*PROBLEM REQUIREMENTS*.
Return the following from the records below: each line, word for word, starting with the line that contains "pub struct SiteQueryPanel" and going on through the line that contains "pub fn draft(&self)", with nothing outside that range.
GIVEN RECORDS Start Marker
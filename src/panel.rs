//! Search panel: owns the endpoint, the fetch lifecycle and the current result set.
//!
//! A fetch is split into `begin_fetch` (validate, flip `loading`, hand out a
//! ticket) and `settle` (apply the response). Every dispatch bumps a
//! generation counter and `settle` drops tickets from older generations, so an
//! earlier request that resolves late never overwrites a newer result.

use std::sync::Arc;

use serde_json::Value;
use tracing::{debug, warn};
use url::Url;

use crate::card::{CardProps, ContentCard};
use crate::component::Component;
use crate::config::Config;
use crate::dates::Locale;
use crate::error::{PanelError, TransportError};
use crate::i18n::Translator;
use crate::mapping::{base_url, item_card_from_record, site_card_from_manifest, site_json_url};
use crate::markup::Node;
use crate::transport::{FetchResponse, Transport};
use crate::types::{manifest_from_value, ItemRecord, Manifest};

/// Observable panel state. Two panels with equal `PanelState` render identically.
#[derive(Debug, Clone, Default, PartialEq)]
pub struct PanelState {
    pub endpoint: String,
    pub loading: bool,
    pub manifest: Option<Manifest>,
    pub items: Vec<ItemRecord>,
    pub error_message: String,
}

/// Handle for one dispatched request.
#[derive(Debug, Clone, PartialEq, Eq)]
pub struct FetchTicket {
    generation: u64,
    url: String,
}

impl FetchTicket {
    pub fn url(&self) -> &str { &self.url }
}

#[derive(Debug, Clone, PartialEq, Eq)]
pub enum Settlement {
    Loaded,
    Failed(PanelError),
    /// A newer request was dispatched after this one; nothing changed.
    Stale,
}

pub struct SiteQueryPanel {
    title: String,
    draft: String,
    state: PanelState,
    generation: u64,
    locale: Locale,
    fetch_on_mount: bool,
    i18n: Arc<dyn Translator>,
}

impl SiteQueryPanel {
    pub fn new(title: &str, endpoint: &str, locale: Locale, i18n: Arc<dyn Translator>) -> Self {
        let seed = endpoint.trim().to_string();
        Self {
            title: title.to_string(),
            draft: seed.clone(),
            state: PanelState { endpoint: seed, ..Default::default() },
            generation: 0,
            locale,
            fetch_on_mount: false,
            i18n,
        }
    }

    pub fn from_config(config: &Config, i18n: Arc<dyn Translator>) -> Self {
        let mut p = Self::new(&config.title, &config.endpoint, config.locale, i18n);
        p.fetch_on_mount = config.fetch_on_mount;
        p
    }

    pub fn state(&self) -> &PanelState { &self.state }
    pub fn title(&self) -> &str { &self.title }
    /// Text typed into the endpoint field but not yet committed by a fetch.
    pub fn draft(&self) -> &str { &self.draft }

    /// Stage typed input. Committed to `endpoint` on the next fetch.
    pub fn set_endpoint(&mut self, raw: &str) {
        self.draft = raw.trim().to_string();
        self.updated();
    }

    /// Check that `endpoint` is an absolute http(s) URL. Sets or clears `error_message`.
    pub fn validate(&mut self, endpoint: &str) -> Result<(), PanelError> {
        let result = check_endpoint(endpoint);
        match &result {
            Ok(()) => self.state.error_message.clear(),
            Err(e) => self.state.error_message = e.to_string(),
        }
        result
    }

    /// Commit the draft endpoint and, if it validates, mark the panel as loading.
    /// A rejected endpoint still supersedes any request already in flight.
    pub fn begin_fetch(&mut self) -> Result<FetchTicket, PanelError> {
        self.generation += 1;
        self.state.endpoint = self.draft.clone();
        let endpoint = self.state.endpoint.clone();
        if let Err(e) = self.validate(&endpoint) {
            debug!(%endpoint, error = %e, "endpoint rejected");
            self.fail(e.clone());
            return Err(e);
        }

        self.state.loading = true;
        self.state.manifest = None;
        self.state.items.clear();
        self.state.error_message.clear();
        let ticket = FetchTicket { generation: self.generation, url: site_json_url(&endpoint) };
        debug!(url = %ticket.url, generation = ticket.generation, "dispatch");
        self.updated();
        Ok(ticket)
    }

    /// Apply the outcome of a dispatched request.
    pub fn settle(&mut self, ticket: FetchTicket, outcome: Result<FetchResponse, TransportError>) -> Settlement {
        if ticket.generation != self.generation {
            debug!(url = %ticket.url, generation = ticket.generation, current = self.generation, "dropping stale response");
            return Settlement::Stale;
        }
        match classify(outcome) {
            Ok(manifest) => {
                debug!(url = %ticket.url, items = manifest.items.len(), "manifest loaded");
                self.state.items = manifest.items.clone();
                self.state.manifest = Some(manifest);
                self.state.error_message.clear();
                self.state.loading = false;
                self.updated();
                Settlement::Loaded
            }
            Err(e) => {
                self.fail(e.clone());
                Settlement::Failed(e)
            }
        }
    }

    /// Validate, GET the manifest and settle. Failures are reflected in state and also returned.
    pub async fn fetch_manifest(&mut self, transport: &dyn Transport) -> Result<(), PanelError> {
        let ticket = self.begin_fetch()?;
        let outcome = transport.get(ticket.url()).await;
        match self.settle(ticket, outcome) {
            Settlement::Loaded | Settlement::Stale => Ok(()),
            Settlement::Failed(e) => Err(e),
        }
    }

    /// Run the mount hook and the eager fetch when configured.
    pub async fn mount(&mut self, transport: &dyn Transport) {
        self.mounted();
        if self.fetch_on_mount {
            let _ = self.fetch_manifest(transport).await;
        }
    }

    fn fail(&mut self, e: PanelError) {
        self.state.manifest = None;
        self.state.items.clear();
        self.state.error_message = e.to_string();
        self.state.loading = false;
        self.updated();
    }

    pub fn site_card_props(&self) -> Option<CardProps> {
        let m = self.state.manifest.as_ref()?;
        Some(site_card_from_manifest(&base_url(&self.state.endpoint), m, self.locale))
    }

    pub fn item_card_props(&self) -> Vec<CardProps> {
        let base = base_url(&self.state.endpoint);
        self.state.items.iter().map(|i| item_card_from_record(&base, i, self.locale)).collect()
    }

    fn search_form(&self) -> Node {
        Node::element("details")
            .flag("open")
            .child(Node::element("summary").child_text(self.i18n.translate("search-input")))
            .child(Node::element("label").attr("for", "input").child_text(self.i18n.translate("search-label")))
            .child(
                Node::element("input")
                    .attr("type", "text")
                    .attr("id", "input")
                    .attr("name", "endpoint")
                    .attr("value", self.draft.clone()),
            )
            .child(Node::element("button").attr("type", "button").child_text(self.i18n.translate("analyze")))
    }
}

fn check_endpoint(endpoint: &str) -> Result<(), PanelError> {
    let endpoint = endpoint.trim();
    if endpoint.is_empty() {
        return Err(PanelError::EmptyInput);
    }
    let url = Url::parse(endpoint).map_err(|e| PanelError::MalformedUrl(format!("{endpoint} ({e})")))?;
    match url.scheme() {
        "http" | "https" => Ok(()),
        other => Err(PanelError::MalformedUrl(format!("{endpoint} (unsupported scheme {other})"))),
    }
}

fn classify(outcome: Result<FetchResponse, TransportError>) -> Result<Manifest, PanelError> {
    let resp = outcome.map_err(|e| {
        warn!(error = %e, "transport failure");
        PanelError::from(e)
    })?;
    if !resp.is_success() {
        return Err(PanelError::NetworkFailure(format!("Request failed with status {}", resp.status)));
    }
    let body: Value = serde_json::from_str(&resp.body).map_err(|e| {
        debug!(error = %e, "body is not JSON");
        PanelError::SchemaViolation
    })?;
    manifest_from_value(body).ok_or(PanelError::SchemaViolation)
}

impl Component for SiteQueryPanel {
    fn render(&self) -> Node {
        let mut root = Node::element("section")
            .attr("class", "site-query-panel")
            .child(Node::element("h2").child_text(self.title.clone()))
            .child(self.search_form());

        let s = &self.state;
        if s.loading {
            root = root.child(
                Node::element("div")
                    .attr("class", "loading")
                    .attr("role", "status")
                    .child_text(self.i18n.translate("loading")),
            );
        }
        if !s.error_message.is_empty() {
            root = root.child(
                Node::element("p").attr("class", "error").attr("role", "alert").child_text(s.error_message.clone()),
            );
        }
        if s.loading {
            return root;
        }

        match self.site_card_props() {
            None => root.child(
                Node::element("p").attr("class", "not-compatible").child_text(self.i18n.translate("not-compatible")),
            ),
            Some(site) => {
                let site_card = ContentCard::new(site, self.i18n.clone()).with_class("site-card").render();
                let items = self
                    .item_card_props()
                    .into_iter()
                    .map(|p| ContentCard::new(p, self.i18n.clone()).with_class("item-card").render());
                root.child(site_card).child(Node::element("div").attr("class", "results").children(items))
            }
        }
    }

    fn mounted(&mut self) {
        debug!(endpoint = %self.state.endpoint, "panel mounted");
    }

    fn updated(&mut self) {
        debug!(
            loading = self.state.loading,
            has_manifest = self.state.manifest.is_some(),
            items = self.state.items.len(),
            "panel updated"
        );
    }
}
GIVEN RECORDS End Marker
GIVEN RECORDS Start Marker
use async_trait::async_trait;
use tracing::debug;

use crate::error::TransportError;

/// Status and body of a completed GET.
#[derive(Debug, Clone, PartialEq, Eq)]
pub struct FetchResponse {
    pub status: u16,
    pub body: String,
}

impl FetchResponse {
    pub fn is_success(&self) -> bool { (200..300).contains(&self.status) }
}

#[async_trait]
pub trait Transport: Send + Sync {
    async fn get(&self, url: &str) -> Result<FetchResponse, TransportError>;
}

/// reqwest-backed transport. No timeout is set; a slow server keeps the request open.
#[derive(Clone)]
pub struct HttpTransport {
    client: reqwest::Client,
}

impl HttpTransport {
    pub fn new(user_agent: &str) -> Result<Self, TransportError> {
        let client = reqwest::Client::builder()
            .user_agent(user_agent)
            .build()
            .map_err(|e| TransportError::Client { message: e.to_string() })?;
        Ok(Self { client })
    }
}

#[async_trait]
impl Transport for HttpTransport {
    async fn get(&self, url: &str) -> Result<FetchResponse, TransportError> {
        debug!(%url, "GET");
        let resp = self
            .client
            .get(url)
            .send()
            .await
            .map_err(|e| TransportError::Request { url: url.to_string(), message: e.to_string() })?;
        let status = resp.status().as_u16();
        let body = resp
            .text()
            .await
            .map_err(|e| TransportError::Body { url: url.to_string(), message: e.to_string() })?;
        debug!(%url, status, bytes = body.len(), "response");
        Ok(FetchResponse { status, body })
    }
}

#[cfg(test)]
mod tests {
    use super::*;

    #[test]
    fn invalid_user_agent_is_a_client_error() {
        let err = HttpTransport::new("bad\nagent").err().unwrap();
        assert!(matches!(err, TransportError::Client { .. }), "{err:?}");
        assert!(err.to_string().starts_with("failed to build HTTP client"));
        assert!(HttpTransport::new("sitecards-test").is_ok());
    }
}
GIVEN RECORDS End Marker
*YOUR SOLUTION*.
pub struct SiteQueryPanel {
    title: String,
    draft: String,
    state: PanelState,
    generation: u64,
    locale: Locale,
    fetch_on_mount: bool,
    i18n: Arc<dyn Translator>,
}

impl SiteQueryPanel {
    pub fn new(title: &str, endpoint: &str, locale: Locale, i18n: Arc<dyn Translator>) -> Self {
        let seed = endpoint.trim().to_string();
        Self {
            title: title.to_string(),
            draft: seed.clone(),
            state: PanelState { endpoint: seed, ..Default::default() },
            generation: 0,
            locale,
            fetch_on_mount: false,
            i18n,
        }
    }

    pub fn from_config(config: &Config, i18n: Arc<dyn Translator>) -> Self {
        let mut p = Self::new(&config.title, &config.endpoint, config.locale, i18n);
        p.fetch_on_mount = config.fetch_on_mount;
        p
    }

    pub fn state(&self) -> &PanelState { &self.state }
    pub fn title(&self) -> &str { &self.title }
    /// Text typed into the endpoint field but not yet committed by a fetch.
    pub fn draft(&self) -> &str { &self.draft }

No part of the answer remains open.